### [WORK ITEM]
Output the data below line for line, exactly, up to and including the line where "use std::collections::HashMap;" appears.

### [INPUT DATA]
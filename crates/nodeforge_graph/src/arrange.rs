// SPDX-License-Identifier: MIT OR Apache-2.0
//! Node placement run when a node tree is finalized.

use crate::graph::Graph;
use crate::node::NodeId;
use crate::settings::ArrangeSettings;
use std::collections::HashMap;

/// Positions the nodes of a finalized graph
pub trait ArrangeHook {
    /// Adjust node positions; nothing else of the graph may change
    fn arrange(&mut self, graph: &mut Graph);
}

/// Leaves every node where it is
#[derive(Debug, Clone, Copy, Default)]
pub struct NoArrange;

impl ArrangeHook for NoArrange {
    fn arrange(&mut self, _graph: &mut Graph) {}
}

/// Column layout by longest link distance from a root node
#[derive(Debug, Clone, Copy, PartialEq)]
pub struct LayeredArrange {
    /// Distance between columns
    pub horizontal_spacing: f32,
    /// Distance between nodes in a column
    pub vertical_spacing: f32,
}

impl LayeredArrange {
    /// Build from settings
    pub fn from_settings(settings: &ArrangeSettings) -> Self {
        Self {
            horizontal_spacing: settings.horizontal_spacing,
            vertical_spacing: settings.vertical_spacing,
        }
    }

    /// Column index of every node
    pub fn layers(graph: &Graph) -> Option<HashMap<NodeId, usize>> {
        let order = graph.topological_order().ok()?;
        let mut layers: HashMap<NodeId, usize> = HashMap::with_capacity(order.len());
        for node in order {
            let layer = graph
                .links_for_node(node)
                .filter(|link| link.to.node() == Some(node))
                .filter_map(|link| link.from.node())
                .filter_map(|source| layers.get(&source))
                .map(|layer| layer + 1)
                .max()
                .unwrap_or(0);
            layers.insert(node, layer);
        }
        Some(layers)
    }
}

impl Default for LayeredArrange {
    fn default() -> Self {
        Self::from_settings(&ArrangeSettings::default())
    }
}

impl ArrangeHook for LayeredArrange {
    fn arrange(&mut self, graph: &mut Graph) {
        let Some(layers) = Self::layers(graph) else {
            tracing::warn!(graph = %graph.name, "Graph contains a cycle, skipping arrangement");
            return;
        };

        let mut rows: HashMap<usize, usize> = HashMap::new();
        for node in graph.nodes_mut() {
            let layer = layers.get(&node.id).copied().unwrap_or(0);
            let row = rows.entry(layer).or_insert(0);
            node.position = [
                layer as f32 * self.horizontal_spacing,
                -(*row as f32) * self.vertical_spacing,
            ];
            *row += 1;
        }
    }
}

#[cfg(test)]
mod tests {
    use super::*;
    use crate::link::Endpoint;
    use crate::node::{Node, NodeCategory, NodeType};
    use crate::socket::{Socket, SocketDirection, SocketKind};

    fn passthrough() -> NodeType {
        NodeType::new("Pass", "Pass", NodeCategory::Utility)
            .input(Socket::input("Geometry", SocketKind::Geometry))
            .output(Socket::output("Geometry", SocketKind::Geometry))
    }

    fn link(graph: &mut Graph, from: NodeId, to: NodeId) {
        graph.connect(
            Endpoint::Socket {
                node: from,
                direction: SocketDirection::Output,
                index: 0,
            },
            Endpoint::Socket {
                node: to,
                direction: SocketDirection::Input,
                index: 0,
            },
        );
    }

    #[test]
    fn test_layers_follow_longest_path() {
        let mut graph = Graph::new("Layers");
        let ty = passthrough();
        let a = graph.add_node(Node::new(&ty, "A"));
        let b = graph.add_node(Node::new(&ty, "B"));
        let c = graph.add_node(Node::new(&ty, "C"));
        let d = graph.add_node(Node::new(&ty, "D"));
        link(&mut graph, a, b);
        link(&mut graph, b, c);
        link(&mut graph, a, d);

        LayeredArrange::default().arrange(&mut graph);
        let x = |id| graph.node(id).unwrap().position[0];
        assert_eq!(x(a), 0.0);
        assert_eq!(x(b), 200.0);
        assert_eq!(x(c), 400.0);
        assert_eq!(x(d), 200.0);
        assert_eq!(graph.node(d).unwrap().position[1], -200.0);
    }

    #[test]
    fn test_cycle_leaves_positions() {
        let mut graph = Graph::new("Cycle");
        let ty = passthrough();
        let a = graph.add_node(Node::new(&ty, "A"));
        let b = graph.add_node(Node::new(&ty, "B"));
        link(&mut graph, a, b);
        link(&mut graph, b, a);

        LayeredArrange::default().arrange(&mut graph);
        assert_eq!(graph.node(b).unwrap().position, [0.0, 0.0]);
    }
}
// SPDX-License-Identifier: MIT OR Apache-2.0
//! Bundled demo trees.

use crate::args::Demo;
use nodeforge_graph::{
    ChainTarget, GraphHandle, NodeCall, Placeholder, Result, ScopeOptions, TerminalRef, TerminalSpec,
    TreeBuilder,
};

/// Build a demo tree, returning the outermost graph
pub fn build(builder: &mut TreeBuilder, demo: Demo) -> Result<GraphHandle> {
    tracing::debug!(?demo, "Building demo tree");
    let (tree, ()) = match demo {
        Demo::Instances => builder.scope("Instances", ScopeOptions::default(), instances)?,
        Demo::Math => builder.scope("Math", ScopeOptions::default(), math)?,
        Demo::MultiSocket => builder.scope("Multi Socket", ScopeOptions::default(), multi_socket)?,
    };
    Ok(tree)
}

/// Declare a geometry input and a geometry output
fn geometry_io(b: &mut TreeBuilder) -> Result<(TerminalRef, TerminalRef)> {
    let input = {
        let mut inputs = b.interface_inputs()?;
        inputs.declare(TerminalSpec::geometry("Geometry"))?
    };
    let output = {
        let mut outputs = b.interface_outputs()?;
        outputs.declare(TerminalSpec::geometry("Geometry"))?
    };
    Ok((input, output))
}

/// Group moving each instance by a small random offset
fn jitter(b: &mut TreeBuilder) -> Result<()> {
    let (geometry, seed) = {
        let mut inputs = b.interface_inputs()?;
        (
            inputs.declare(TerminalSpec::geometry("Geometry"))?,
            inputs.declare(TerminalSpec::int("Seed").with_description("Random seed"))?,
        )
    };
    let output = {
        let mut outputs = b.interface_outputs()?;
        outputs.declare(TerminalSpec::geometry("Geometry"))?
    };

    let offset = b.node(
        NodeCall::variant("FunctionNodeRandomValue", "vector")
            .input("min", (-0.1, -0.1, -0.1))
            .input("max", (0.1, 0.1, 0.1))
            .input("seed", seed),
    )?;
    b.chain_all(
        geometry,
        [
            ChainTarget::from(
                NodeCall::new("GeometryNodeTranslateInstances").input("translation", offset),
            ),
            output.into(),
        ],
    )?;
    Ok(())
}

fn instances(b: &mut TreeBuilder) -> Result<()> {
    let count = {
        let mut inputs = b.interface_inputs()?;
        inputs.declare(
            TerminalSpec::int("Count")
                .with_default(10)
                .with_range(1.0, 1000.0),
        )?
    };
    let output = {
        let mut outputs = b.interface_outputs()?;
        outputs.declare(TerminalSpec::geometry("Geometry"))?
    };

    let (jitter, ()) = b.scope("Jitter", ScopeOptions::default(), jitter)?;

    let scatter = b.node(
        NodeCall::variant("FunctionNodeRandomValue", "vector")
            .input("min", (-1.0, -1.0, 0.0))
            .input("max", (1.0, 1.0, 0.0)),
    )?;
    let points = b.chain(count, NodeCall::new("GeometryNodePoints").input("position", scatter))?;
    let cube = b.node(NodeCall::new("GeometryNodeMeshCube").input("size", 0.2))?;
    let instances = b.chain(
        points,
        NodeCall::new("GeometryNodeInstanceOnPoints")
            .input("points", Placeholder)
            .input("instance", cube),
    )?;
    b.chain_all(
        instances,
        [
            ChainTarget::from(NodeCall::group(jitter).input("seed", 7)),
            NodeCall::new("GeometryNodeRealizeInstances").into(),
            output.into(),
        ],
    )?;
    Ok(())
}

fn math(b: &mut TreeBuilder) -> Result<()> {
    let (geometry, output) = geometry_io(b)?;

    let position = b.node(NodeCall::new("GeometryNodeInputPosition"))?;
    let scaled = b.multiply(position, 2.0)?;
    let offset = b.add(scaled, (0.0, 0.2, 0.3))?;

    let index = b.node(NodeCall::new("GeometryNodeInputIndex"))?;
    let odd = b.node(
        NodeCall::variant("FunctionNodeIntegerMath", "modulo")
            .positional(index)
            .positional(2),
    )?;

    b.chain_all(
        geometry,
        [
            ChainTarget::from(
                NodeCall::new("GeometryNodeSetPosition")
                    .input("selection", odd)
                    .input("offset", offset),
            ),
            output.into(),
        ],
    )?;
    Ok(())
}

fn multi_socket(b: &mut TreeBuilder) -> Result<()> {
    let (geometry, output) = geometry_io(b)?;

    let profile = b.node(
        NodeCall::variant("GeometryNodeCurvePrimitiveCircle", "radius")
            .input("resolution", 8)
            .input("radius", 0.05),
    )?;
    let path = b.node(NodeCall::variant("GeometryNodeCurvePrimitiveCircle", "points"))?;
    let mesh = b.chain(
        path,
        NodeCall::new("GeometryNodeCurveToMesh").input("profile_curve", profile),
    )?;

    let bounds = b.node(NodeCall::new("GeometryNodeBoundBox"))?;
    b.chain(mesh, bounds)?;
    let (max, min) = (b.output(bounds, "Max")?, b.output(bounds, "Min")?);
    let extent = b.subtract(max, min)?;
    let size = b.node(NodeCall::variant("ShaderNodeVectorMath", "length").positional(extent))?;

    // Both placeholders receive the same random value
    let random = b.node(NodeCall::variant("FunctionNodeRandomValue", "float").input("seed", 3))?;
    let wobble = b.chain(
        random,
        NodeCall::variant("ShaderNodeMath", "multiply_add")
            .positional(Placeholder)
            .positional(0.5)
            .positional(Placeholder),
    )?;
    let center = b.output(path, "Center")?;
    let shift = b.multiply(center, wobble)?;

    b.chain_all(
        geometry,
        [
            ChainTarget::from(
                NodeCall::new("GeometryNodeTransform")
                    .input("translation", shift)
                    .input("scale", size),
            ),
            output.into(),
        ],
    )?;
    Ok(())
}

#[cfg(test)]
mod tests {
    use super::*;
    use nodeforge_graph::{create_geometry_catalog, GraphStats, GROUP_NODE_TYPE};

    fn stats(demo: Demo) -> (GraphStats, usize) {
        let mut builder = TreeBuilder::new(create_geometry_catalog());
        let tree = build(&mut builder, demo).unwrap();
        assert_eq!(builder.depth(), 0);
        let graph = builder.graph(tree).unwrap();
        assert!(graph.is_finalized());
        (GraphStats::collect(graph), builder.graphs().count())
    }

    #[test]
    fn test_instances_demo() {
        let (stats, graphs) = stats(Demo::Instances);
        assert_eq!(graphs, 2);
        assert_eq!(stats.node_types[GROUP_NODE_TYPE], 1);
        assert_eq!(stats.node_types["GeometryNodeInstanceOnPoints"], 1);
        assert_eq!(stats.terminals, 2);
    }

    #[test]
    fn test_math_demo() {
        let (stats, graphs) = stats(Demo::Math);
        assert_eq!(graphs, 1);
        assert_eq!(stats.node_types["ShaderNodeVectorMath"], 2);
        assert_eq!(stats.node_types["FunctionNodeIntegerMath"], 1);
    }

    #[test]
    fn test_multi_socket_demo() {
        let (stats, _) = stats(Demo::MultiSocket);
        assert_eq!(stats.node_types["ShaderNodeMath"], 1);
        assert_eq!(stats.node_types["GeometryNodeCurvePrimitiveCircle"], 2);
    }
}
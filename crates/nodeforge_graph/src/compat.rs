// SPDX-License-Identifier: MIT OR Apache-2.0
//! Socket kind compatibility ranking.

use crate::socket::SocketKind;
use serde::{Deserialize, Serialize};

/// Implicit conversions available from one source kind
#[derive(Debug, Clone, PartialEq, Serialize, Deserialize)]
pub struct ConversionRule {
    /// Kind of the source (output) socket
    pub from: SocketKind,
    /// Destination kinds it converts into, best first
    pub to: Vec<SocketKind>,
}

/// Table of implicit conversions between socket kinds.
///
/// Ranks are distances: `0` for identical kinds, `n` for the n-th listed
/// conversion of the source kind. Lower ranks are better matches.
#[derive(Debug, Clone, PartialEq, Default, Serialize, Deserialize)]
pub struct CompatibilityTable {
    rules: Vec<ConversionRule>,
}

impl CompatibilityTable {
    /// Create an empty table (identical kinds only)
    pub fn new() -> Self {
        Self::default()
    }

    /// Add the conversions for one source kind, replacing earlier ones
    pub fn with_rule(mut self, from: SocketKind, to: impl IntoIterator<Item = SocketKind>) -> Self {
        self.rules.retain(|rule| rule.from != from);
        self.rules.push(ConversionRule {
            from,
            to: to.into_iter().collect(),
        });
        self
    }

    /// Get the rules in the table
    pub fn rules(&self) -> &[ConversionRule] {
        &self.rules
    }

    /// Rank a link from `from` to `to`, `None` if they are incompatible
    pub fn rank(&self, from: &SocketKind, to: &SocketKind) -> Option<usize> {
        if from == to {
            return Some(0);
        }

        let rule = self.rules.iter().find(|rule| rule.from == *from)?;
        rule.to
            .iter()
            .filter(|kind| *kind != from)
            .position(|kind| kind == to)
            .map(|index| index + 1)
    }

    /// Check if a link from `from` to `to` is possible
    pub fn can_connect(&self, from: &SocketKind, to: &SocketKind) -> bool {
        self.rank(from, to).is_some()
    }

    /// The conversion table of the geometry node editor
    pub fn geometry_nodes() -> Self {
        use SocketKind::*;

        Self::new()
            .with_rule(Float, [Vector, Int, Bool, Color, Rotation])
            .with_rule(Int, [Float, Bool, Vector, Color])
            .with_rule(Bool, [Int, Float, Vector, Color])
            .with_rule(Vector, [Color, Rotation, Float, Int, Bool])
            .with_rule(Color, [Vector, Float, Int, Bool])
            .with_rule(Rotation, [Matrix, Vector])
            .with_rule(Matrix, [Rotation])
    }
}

### [RESPONSE TO THE EXERCISE]
filename crates/nodeforge_graph/src/arrange.rs
// SPDX-License-Identifier: MIT OR Apache-2.0
//! Node placement run when a node tree is finalized.

use crate::graph::Graph;
use crate::node::NodeId;
use crate::settings::ArrangeSettings;
use std::collections::HashMap;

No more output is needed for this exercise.